Area della ferrovia, ecco 14 milioni

6 Agosto 2024

Modifiche alla viabilità, eliminazione dei passaggi a livello e nuovi parcheggi

L’AQUILA. Il Cipess ha stanziato un finanziamento pari a oltre 14,5 milioni di euro per sostenere gli interventi contenuti nel programma di riqualificazione della stazione ferroviaria dell’Aquila. Lo ha reso noto l’assessore alle Politiche urbanistiche del Comune capoluogo d’Abruzzo, Francesco De Santis. «Questo importante passo in avanti», ha spiegato l’assessore, «segue gli incontri che abbiamo avuto con i vertici di Rete ferroviaria italiana (Rfi), al fine di concordare le modalità di attuazione dell’intervento.

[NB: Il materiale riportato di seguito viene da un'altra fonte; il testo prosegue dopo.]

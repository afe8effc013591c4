//! Profile & Diagnostics (`spec.md` §4.12, `SPEC_FULL.md` §F). Optional
//! metrics collected during a solve when `SolverConfig::collect_stats` is
//! set. Grounded on the teacher's `mccfr::profile::Profile` running-stats
//! accumulator, same "cheap counters threaded through the hot loop, only
//! read at the end" shape.

use std::collections::BTreeMap;

#[derive(Debug, Clone, Default)]
pub struct SolveProfile {
    /// Histogram of `h(state)` values observed at pop time, bucketed to
    /// the nearest power of two for a compact distribution summary.
    pub heuristic_value_buckets: BTreeMap<u32, u64>,
    pub frontier_inserted: usize,
    pub frontier_removed: usize,
    pub frontier_bucket_count: usize,
    pub expanded_nodes: usize,
    pub enqueued_nodes: usize,
    /// Count of distinct `BucketKey`s that ever held more than one
    /// surviving frontier point — a rough signal of bucket granularity.
    pub buckets_with_competition: usize,
}

impl SolveProfile {
    pub fn new() -> Self {
        Self::default()
    }

    pub fn record_heuristic(&mut self, h: f64) {
        let bucket = if h <= 0.0 { 0 } else { h.log2().floor().max(0.0) as u32 };
        *self.heuristic_value_buckets.entry(bucket).or_insert(0) += 1;
    }
}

Il progetto sarà ulteriormente condiviso con la Soprintendenza e poi si passerà alla fase successiva propedeutica alla realizzazione dei lavori previsti dalla riqualificazione, cioè il miglioramento della circolazione nella zona in generale, una nuova viabilità, soprattutto tra l’area in questione fino alla congiunzione con la via Mausonia, la soppressione di due passaggi a livello, l’allestimento di aree a parcheggio e la pedonalizzazione di Via Tancredi da Pentima».
Il Comune dell’Aquila aveva già affidato a un professionista esterno, per un costo di circa 5mila euro, la redazione della «verifica di assoggettabilità a Valutazione ambientale strategica (Vas) dell’intervento di riqualificazione dell’area della stazione ferroviaria dell’Aquila». La verifica, obbligatoria per legge, è un «procedimento attivato allo scopo di valutare se un piano, un programma o una sua modifica possa avere effetti significativi sull'ambiente» e se quindi va assoggettato alla Valutazione ambientale strategica. Nella determina di affidamento si legge infatti che l’area in questione «è oggetto di un piano urbano di dettaglio che ne prevede la riqualificazione».